CSV in Kotlin with Casting CSV

It all started with a small task to store a list of data records from an Android app in a simple file format that could easily be viewed and analyzed on any other platform. So I thought CSV would be the way to go. Knowing Gson, I was expecting there to be a simple CSV library that would make it as easy to read and write CSV as it is to handle JSON with Gson: Just define a data model, throw the raw file at it, and let it do its magic... But I didn't find such a thing. Just the usual libraries to work with raw CSV, which I wanted to avoid.

So I got myself a small weekend project and built a library on my own: Casting CSV.

CSV in Kotlin

Quick start

If you want to read data from a CSV file and map it directly to a Kotlin data class, or write data to a CSV file, just include the Casting CSV dependency, available on JCenter, to your project.

With Gradle, that would look like this:

implementation "com.floern.castingcsv:casting-csv-kt:1.1"

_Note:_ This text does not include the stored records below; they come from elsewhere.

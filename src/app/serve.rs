use std::time::Duration;

use axum::{
    body::Body,
    http::{HeaderName, Request, Response},
    middleware, Router,
};
use tower::ServiceBuilder;
use tower_http::{
    classify::{ServerErrorsAsFailures, SharedClassifier},
    request_id::{MakeRequestUuid, PropagateRequestIdLayer, SetRequestIdLayer},
    trace::{MakeSpan, OnRequest, OnResponse, TraceLayer},
};
use tracing::Span;

use crate::{
    web::{midware, routes::routes, REQUEST_ID_HEADER},
    App, AppState, Result,
};

/// The core async function returning a future that will serve this application.
///
/// Accepts an `App` holding the bound `TcpListener` and the `AppState`.
/// Only returns if `axum::serve` fails with an IO error.
pub async fn serve(app: App) -> Result<()> {
    let App {
        app_state,
        listener,
    } = app;

    axum::serve(listener, build_router(app_state)).await?;

    Ok(())
}

/// All the routes wrapped in the request id, tracing and error mapping middleware.
pub fn build_router(app_state: AppState) -> Router {
    let x_request_id: HeaderName = HeaderName::from_static(REQUEST_ID_HEADER);

    let trace_layer = build_trace_layer();

    Router::new().merge(routes(app_state)).layer(
        ServiceBuilder::new()
            // Set UUID per request
            .layer(SetRequestIdLayer::new(
                x_request_id.clone(),
                MakeRequestUuid,
            ))
            .layer(trace_layer)
            // Responses travel the stack bottom up, so the mapper sees the propagated header.
            .layer(middleware::map_response(midware::response_mapper))
            // Propagate UUID to response, keep it last so it processes the response first!
            .layer(PropagateRequestIdLayer::new(x_request_id)),
    )
}

/// A helper function that sets up the `tower_http::TraceLayer` - tracing configuration.
fn build_trace_layer() -> TraceLayer<
    SharedClassifier<ServerErrorsAsFailures>,
    impl MakeSpan<Body> + Clone,
    impl OnRequest<Body> + Clone,
    impl OnResponse<Body> + Clone,
> {
    TraceLayer::new_for_http()
        .make_span_with(|req: &Request<Body>| {
            let uuid = req
                .headers()
                .get(REQUEST_ID_HEADER)
                .map(|uuid| uuid.to_str().unwrap_or("").to_string());

            tracing::error_span!(
                "serve",
                id = uuid,
                method = req.method().to_string(),
                path = req.uri().path()
            )
        })
        .on_request(|req: &Request<Body>, _s: &Span| tracing::info!("START @ {}", req.uri()))
        .on_response(|res: &Response<Body>, latency: Duration, _s: &Span| {
            let st_code = res.status().as_u16();

            if (400..=599).contains(&st_code) {
                tracing::error!("END in: {:?} - STATUS: {st_code}", latency)
            } else {
                tracing::info!("END in: {:?} - STATUS: {st_code}", latency)
            }
        })
}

Now assume we have a CSV file containing a list of some transactions:

sender,receiver,amount
"John","Fred",42
"Claire","Mary",123
"Bob","Donald",16
"David","Jack",288

Read CSV

To read this data, we have to define a data class, that represents our data in the file. For each column in the CSV file we declare a corresponding property in the primary constructor:

data class Transaction(
    val sender: String,
    val receiver: String,
    val amount: Int
)

From there it's easy going: We just make use of the fromCSV() function from the Casing CSV library:

val transactions = castingCSV().fromCSV<Transaction>(csvFile)

And we're done!

Write CSV

Given the list of transactions from above, let's say we want to add a new transaction and save the CSV to disk. To accomplish that we'll simply use the toCSV() function:

val newTransactions = transactions.toMutableList()
// add new transaction
newTransactions += Transaction("Jeff", "Cathie", 78)
// save CSV
castingCSV().toCSV(newTransactions, csvFile.outputStream())

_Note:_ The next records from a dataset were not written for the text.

//! Scaling-list files: parsing, dumping, loading through the configuration.

use std::path::PathBuf;

use zenhevc::{BlockSize, QuantConfig, ScalingList, ScalingListError, ScalingListMode, TqError};

const QUANT_SCALES: [i32; 6] = [26214, 23302, 20560, 18396, 16384, 14564];
const INV_QUANT_SCALES: [i32; 6] = [40, 45, 51, 57, 64, 72];

/// Scaling-list file with every weight set to 16, except `INTRA4X4_LUMA`.
fn uniform_file(intra_4x4_luma: u32) -> String {
    let mut text = String::new();
    for (size, count) in [("4X4", 16), ("8X8", 64), ("16X16", 64), ("32X32", 64)] {
        let comps: &[&str] = if size == "32X32" { &["LUMA"] } else { &["LUMA", "CHROMAU", "CHROMAV"] };
        for kind in ["INTRA", "INTER"] {
            for comp in comps {
                let name = format!("{kind}{size}_{comp}");
                let weight = if name == "INTRA4X4_LUMA" { intra_4x4_luma } else { 16 };
                text.push_str(&name);
                text.push('\n');
                for row in vec![weight.to_string(); count].chunks(8) {
                    text.push_str(&row.join(", "));
                    text.push('\n');
                }
                if size == "16X16" || size == "32X32" {
                    text.push_str(&format!("{name}_DC\n16\n"));
                }
            }
        }
    }
    text
}

fn temp_file(name: &str, contents: &str) -> PathBuf {
    let path = std::env::temp_dir().join(format!("zenhevc-{}-{name}", std::process::id()));
    std::fs::write(&path, contents).expect("temp dir is writable");
    path
}

#[test]
fn all_sixteen_file_reproduces_the_flat_tables() {
    let list = ScalingList::from_text(&uniform_file(16), 8).expect("valid file");
    for size in BlockSize::ALL {
        for qp_rem in 0..6 {
            assert!(list.quant_coeffs(size, 0, qp_rem).iter().all(|&v| v == QUANT_SCALES[qp_rem]));
            assert!(list
                .dequant_coeffs(size, 3, qp_rem)
                .iter()
                .all(|&v| v == INV_QUANT_SCALES[qp_rem] << 4));
        }
    }
}

#[test]
fn custom_weight_scales_one_list() {
    let list = ScalingList::from_text(&uniform_file(32), 8).expect("valid file");
    for qp_rem in 0..6 {
        assert!(list.quant_coeffs(BlockSize::B4, 0, qp_rem).iter().all(|&v| v == (QUANT_SCALES[qp_rem] << 4) / 32));
        assert!(list.dequant_coeffs(BlockSize::B4, 0, qp_rem).iter().all(|&v| v == INV_QUANT_SCALES[qp_rem] * 32));
        assert!(list.quant_coeffs(BlockSize::B4, 1, qp_rem).iter().all(|&v| v == QUANT_SCALES[qp_rem]));
    }
    assert_eq!(list.dc(BlockSize::B4, 0), 32);
}

#[test]
fn dump_round_trips() {
    for list in [
        ScalingList::hevc_default(8),
        ScalingList::from_text(&uniform_file(48), 10).expect("valid file"),
    ] {
        let again = ScalingList::from_text(&list.dump(), list.bitdepth()).expect("dump parses");
        assert_eq!(again, list);
        assert_eq!(again.dump(), list.dump());
    }
}

#[test]
fn inter_32x32_shares_storage_with_list_one() {
    let list = ScalingList::from_text(&uniform_file(20), 8).expect("valid file");
    for qp_rem in 0..6 {
        assert!(std::ptr::eq(
            list.quant_coeffs(BlockSize::B32, 3, qp_rem),
            list.quant_coeffs(BlockSize::B32, 1, qp_rem)
        ));
        assert!(std::ptr::eq(
            list.err_scales(BlockSize::B32, 3, qp_rem),
            list.err_scales(BlockSize::B32, 1, qp_rem)
        ));
    }
}

#[test]
fn configuration_loads_a_custom_file() {
    let path = temp_file("custom.txt", &uniform_file(24));
    let config = QuantConfig::new().with_scaling_list(ScalingListMode::Custom(path.clone()));
    let list = config.build_scaling_list().expect("file loads");
    let _ = std::fs::remove_file(&path);
    assert!(list.enabled());
    assert_eq!(list.pattern(BlockSize::B4, 0), &[24; 16][..]);
    assert_eq!(list, ScalingList::from_text(&uniform_file(24), 8).expect("valid file"));

    let defaults = QuantConfig::new().with_scaling_list(ScalingListMode::Default);
    assert_eq!(defaults.build_scaling_list().expect("defaults build"), ScalingList::hevc_default(8));
    let off = QuantConfig::new().build_scaling_list().expect("flat lists build");
    assert!(!off.enabled());
}

#[test]
fn broken_files_are_reported() {
    let text = uniform_file(16);

    let missing = text.replace("INTER8X8_CHROMAV", "INTER8X8_CHROMAW");
    assert!(matches!(
        ScalingList::from_text(&missing, 8),
        Err(ScalingListError::MissingSection(name)) if name == "INTER8X8_CHROMAV"
    ));

    let zero = text.replacen("16", "0", 1);
    assert!(matches!(
        ScalingList::from_text(&zero, 8),
        Err(ScalingListError::OutOfRange { value: 0, .. })
    ));

    let word = text.replacen("16", "sixteen", 1);
    assert!(matches!(ScalingList::from_text(&word, 8), Err(ScalingListError::Malformed { .. })));

    let cut = &text[..text.len() - 8];
    assert!(matches!(
        ScalingList::from_text(cut, 8),
        Err(ScalingListError::Truncated { .. }) | Err(ScalingListError::MissingSection(_))
    ));

    let path = std::env::temp_dir().join("zenhevc-no-such-dir").join("lists.txt");
    let config = QuantConfig::new().with_scaling_list(ScalingListMode::Custom(path));
    assert!(matches!(config.build_scaling_list(), Err(TqError::ScalingList(ScalingListError::Io(_)))));
}

#[test]
fn failed_reload_keeps_the_previous_tables() {
    let mut list = ScalingList::hevc_default(8);
    let before = list.clone();
    assert!(list.load_str("INTRA4X4_LUMA\n1, 2, 3\n").is_err());
    assert_eq!(list, before);

    list.load_str(&uniform_file(16)).expect("valid file");
    assert_ne!(list, before);
    assert_eq!(list.quant_coeffs(BlockSize::B8, 2, 0), ScalingList::flat(8).quant_coeffs(BlockSize::B8, 2, 0));
}
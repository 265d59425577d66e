//! Coefficient quantization, sign-data hiding and inverse quantization.
//!
//! Scalar kernels are the reference. The AVX2 kernels (x86-64, `simd` feature)
//! produce bit-identical output and fall back to the scalar code when the host
//! lacks AVX2.

#![allow(clippy::needless_range_loop)]

#[cfg(all(feature = "simd", target_arch = "x86_64"))]
use archmage::{arcane, SimdToken, X64V3Token};
#[cfg(all(feature = "simd", target_arch = "x86_64"))]
use core::arch::x86_64::*;
#[cfg(all(feature = "simd", target_arch = "x86_64"))]
use safe_unaligned_simd::x86_64 as simd_mem;

use super::config::QuantConfig;
use super::scaling_list::{list_id, ScalingList};
use crate::common::scan::{coeff_scan, CG_SIZE};
use crate::common::tables::{CHROMA_SCALE, INV_QUANT_SCALES, MAX_TR_DYNAMIC_RANGE, QUANT_SHIFT};
use crate::common::transform::clip16;
use crate::common::types::{BlockSize, Coeff, Color, CuType, ScanOrder, SliceType};

/// Description of the block being quantized.
#[derive(Debug, Clone, Copy, PartialEq, Eq)]
pub struct QuantBlock {
    /// Block size.
    pub size: BlockSize,
    /// Colour component.
    pub color: Color,
    /// Coefficient scan used by sign-data hiding.
    pub scan: ScanOrder,
    /// Prediction type of the owning coding unit.
    pub cu_type: CuType,
}

impl QuantBlock {
    /// Describe a block.
    pub fn new(size: BlockSize, color: Color, scan: ScanOrder, cu_type: CuType) -> Self {
        Self {
            size,
            color,
            scan,
            cu_type,
        }
    }

    /// Scaling-list type index of the block.
    #[inline]
    pub fn list_id(&self) -> usize {
        list_id(self.color, self.cu_type)
    }
}

/// Per-slice quantizer state shared by all blocks.
#[derive(Debug, Clone, Copy)]
pub struct QuantParams<'a> {
    /// Sample bit depth.
    pub bitdepth: u8,
    /// Quantization parameter before bit-depth scaling.
    pub qp: i32,
    /// Slice type; selects the rounding offset.
    pub slice_type: SliceType,
    /// Whether sign-data hiding runs after quantization.
    pub sign_hiding: bool,
    /// Quant/dequant tables.
    pub scaling_list: &'a ScalingList,
}

impl<'a> QuantParams<'a> {
    /// Parameters from a configuration and its scaling-list store.
    pub fn new(config: &QuantConfig, scaling_list: &'a ScalingList) -> Self {
        Self {
            bitdepth: config.bitdepth,
            qp: config.qp,
            slice_type: config.slice_type,
            sign_hiding: config.sign_hiding,
            scaling_list,
        }
    }

    /// Same parameters at another QP.
    #[must_use]
    pub fn with_qp(mut self, qp: i32) -> Self {
        self.qp = qp;
        self
    }
}

/// QP offset for high bit depths, `6 * (bitdepth - 8)`.
#[inline]
pub fn qp_bitdepth_offset(bitdepth: u8) -> i32 {
    6 * (i32::from(bitdepth) - 8)
}

/// QP of a component after chroma mapping and bit-depth offset.
pub fn scaled_qp(color: Color, qp: i32, qp_offset: i32) -> i32 {
    if color == Color::Y {
        return qp + qp_offset;
    }
    let qp = qp.clamp(-qp_offset, 57);
    if qp < 0 {
        qp + qp_offset
    } else {
        i32::from(CHROMA_SCALE[qp as usize]) + qp_offset
    }
}

/// Derived shift and rounding values for one block.
#[derive(Debug, Clone, Copy)]
struct Scaling {
    qp_rem: usize,
    qp_per: i32,
    transform_shift: i32,
    q_bits: i32,
    add: i32,
    list: usize,
}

Now the CSV file contains another row:

"Jeff","Cathie",78

Custom type adapters

Out of the box we've only got support for primitive Kotlin types Int, Long, Byte, Short, Float, Double, Boolean and String, plus all of their nullable counterparts.

So, can we do something about other, more complex types?

As it happens, several datasets stored as CSV use some form of time or date fields. For this example, revisiting the example from above, let's assume the CSV file contains a column for the date of the transaction in the format yyyy-mm-dd.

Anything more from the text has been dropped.